### TASK
Copy every line that holds the string "scaler" from the data below.

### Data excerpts
════════

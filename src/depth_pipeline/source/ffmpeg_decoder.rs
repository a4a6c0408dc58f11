//! FFmpeg-backed video decoding.
//!
//! Packets of the best video stream are decoded and scaled to RGB24. Decode
//! errors are logged and reported as end of stream.

use std::path::Path;

use ffmpeg_next as ffmpeg;
use tracing::{debug, warn};

use crate::depth_pipeline::common::{DepthError, Frame, MediaParams, Result};
use crate::depth_pipeline::source::video::VideoDecoder;

pub struct FfmpegDecoder {
    input: ffmpeg::format::context::Input,
    stream_index: usize,
    decoder: ffmpeg::decoder::Video,
    scaler: ffmpeg::software::scaling::Context,
    time_base: f64,
    params: MediaParams,
    eof_sent: bool,
    /// Frames with an earlier timestamp are dropped after a seek.
    skip_until_secs: Option<f64>,
}

// SAFETY: the decoder is only reached through the source's mutex.
unsafe impl Send for FfmpegDecoder {}

impl FfmpegDecoder {
    pub fn open(path: &Path) -> Result<Self> {
        ffmpeg::init().map_err(|e| DepthError::Decode(format!("initialize ffmpeg: {}", e)))?;
        let input = ffmpeg::format::input(&path).map_err(|e| {
            DepthError::SourceConstruction(format!("{}: {}", path.display(), e))
        })?;

        let stream = input
            .streams()
            .best(ffmpeg::media::Type::Video)
            .ok_or_else(|| DepthError::Decode(format!("{}: no video track", path.display())))?;
        let stream_index = stream.index();
        let time_base = f64::from(stream.time_base());
        let rate = stream.avg_frame_rate();
        let fps = if rate.denominator() != 0 {
            (f64::from(rate)).round() as u32
        } else {
            0
        };
        let mut frame_count = stream.frames().max(0) as u64;

        let context = ffmpeg::codec::context::Context::from_parameters(stream.parameters())
            .map_err(|e| DepthError::Decode(format!("decoder parameters: {}", e)))?;
        let decoder = context
            .decoder()
            .video()
            .map_err(|e| DepthError::Decode(format!("open video decoder: {}", e)))?;

        if frame_count == 0 && fps > 0 && input.duration() > 0 {
            let secs = input.duration() as f64 / f64::from(ffmpeg::ffi::AV_TIME_BASE);
            frame_count = (secs * fps as f64).round() as u64;
        }

        let scaler = ffmpeg::software::scaling::context::Context::get(
            decoder.format(),
            decoder.width(),
            decoder.height(),
            ffmpeg::util::format::pixel::Pixel::RGB24,
            decoder.width(),
            decoder.height(),
            ffmpeg::software::scaling::flag::Flags::BILINEAR,
        )
        .map_err(|e| DepthError::Decode(format!("create scaler: {}", e)))?;

        let params = MediaParams {
            fps: (fps > 0).then_some(fps),
            width: Some(decoder.width()),
            height: Some(decoder.height()),
            frame_count: (frame_count > 0).then_some(frame_count),
        };

        Ok(Self {
            input,
            stream_index,
            decoder,
            scaler,
            time_base,
            params,
            eof_sent: false,
            skip_until_secs: None,
        })
    }

    fn receive(&mut self) -> Option<Result<Frame>> {
        let mut decoded = ffmpeg::frame::Video::empty();
        while self.decoder.receive_frame(&mut decoded).is_ok() {
            let secs = decoded
                .timestamp()
                .map(|ts| ts as f64 * self.time_base)
                .unwrap_or(0.0);
            if let Some(target) = self.skip_until_secs {
                if secs + f64::EPSILON < target {
                    continue;
                }
                self.skip_until_secs = None;
            }

            let mut rgb = ffmpeg::frame::Video::empty();
            if let Err(e) = self.scaler.run(&decoded, &mut rgb) {
                return Some(Err(DepthError::Decode(format!("scale frame: {}", e))));
            }
            return Some(frame_from_rgb24(&rgb));
        }
        None
    }

    fn next_frame(&mut self) -> Result<Option<Frame>> {
        loop {
            if let Some(frame) = self.receive() {
                return frame.map(Some);
            }
            if self.eof_sent {
                return Ok(None);
            }

            match self.input.packets().next() {
                Some((stream, packet)) => {
                    if stream.index() != self.stream_index {
                        continue;
                    }
                    self.decoder
                        .send_packet(&packet)
                        .map_err(|e| DepthError::Decode(format!("send packet: {}", e)))?;
                }
                None => {
                    self.decoder
                        .send_eof()
                        .map_err(|e| DepthError::Decode(format!("flush decoder: {}", e)))?;
                    self.eof_sent = true;
                }
            }
        }
    }
}

impl VideoDecoder for FfmpegDecoder {
    fn params(&self) -> MediaParams {
        self.params
    }

    fn read_frame(&mut self) -> Option<Frame> {
        match self.next_frame() {
            Ok(frame) => frame,
            Err(e) => {
                warn!("Video decode failed, ending stream: {}", e);
                None
            }
        }
    }

    fn seek_to_frame(&mut self, index: u64) -> Result<()> {
        let fps = self.params.fps.unwrap_or(0);
        if fps == 0 {
            return Err(DepthError::Unsupported("seek needs a known frame rate".to_string()));
        }
        let target = index as f64 / fps as f64;
        let ts = (target * f64::from(ffmpeg::ffi::AV_TIME_BASE)) as i64;
        self.input
            .seek(ts, ..ts)
            .map_err(|e| DepthError::Decode(format!("seek to {:.3}s: {}", target, e)))?;
        self.decoder.flush();
        self.eof_sent = false;
        self.skip_until_secs = Some(target);
        debug!(target, "FFmpeg input repositioned");
        Ok(())
    }
}

fn frame_from_rgb24(frame: &ffmpeg::frame::Video) -> Result<Frame> {
    let width = frame.width() as usize;
    let height = frame.height() as usize;
    let row_bytes = width * Frame::CHANNELS;
    let stride = frame.stride(0);
    let data = frame.data(0);

    if stride == row_bytes {
        let pixels = data
            .get(..row_bytes * height)
            .ok_or_else(|| DepthError::Decode("frame buffer is truncated".to_string()))?;
        return Frame::from_rgb(width, height, pixels.to_vec());
    }

    let mut pixels = Vec::with_capacity(row_bytes * height);
    for row in 0..height {
        let start = row * stride;
        let line = data
            .get(start..start + row_bytes)
            .ok_or_else(|| DepthError::Decode("frame row is out of bounds".to_string()))?;
        pixels.extend_from_slice(line);
    }
    Frame::from_rgb(width, height, pixels)
}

════════

### WRITTEN RESPONSE
    scaler: ffmpeg::software::scaling::Context,
        let scaler = ffmpeg::software::scaling::context::Context::get(
        .map_err(|e| DepthError::Decode(format!("create scaler: {}", e)))?;
            scaler,
            if let Err(e) = self.scaler.run(&decoded, &mut rgb) {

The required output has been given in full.